- _The problem_
Going through the entries below, count each line containing the word "phases". Report the number only.

[[ Supplied records, beginning ]]

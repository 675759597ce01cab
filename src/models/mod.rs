pub mod dose_log;
pub mod medication;
pub mod profile;

pub use dose_log::{DoseLog, DoseStatus};
pub use medication::{
    classify_expiry, DoseTime, ExpiryState, Frequency, Medication, NewMedication, StockState,
};
pub use profile::{photo_data_url, UserProfile};
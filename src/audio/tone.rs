use std::f32::consts::TAU;
#[cfg(feature = "audio")]
use std::time::Duration;

use crate::settings::AlarmStyle;

pub const SAMPLE_RATE: u32 = 44_100;

#[derive(Debug, Clone, Copy)]
enum Wave {
    Sine,
    Sawtooth,
    Square,
}

impl Wave {
    /// One sample at `phase` in [0, 1).
    fn sample(self, phase: f32) -> f32 {
        match self {
            Wave::Sine => (phase * TAU).sin(),
            Wave::Sawtooth => 2.0 * phase - 1.0,
            Wave::Square => {
                if phase < 0.5 {
                    1.0
                } else {
                    -1.0
                }
            }
        }
    }
}

/// Oscillator whose pitch glides exponentially from `start_hz` to `end_hz`
/// over the burst.
#[derive(Debug, Clone, Copy)]
struct Voice {
    wave: Wave,
    start_hz: f32,
    end_hz: f32,
}

impl Voice {
    fn frequency_at(&self, t: f32, burst: f32) -> f32 {
        let progress = (t / burst).clamp(0.0, 1.0);
        self.start_hz * (self.end_hz / self.start_hz).powf(progress)
    }
}

#[derive(Debug, Clone, Copy)]
struct Shape {
    voices: [Voice; 2],
    /// Sounding part of each repetition, seconds.
    burst: f32,
    /// Start of each repetition to the next, seconds.
    period: f32,
    /// Gain envelope breakpoints `(time, gain)`, linear between them.
    envelope: &'static [(f32, f32)],
}

const GENTLE: Shape = Shape {
    voices: [
        Voice {
            wave: Wave::Sine,
            start_hz: 330.0,
            end_hz: 440.0,
        },
        Voice {
            wave: Wave::Sine,
            start_hz: 333.0,
            end_hz: 443.0,
        },
    ],
    burst: 1.0,
    period: 1.2,
    envelope: &[(0.0, 0.0), (0.2, 0.2), (1.0, 0.0)],
};

const URGENT: Shape = Shape {
    voices: [
        Voice {
            wave: Wave::Sawtooth,
            start_hz: 440.0,
            end_hz: 880.0,
        },
        Voice {
            wave: Wave::Square,
            start_hz: 445.0,
            end_hz: 885.0,
        },
    ],
    burst: 0.4,
    period: 0.45,
    envelope: &[(0.0, 0.0), (0.05, 0.4), (0.35, 0.4), (0.4, 0.0)],
};

fn shape_for(style: AlarmStyle) -> Shape {
    match style {
        AlarmStyle::Gentle => GENTLE,
        AlarmStyle::Urgent => URGENT,
    }
}

fn envelope_at(points: &[(f32, f32)], t: f32) -> f32 {
    for pair in points.windows(2) {
        let (t0, g0) = pair[0];
        let (t1, g1) = pair[1];
        if t >= t0 && t <= t1 {
            if t1 <= t0 {
                return g1;
            }
            return g0 + (g1 - g0) * (t - t0) / (t1 - t0);
        }
    }
    0.0
}

/// Endless repeating alarm: a two-voice burst followed by silence until the
/// next repetition.
pub struct AlarmTone {
    shape: Shape,
    sample_rate: u32,
    period_samples: u64,
    position: u64,
    phases: [f32; 2],
}

impl AlarmTone {
    pub fn new(style: AlarmStyle) -> Self {
        let shape = shape_for(style);
        Self {
            shape,
            sample_rate: SAMPLE_RATE,
            period_samples: (shape.period * SAMPLE_RATE as f32).round() as u64,
            position: 0,
            phases: [0.0; 2],
        }
    }

    pub fn period_samples(&self) -> u64 {
        self.period_samples
    }
}

impl Iterator for AlarmTone {
    type Item = f32;

    fn next(&mut self) -> Option<Self::Item> {
        let offset = self.position % self.period_samples;
        self.position = self.position.wrapping_add(1);

        if offset == 0 {
            self.phases = [0.0; 2];
        }

        let t = offset as f32 / self.sample_rate as f32;
        if t >= self.shape.burst {
            return Some(0.0);
        }

        let gain = envelope_at(self.shape.envelope, t);
        let mut mixed = 0.0;
        for (voice, phase) in self.shape.voices.iter().zip(self.phases.iter_mut()) {
            mixed += voice.wave.sample(*phase);
            let step = voice.frequency_at(t, self.shape.burst) / self.sample_rate as f32;
            *phase = (*phase + step).fract();
        }

        Some(mixed * gain)
    }
}

#[cfg(feature = "audio")]
impl rodio::Source for AlarmTone {
    fn current_frame_len(&self) -> Option<usize> {
        None
    }

    fn channels(&self) -> u16 {
        1
    }

    fn sample_rate(&self) -> u32 {
        self.sample_rate
    }

    fn total_duration(&self) -> Option<Duration> {
        None
    }
}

[[ Supplied records, end ]]

- _Response area_
4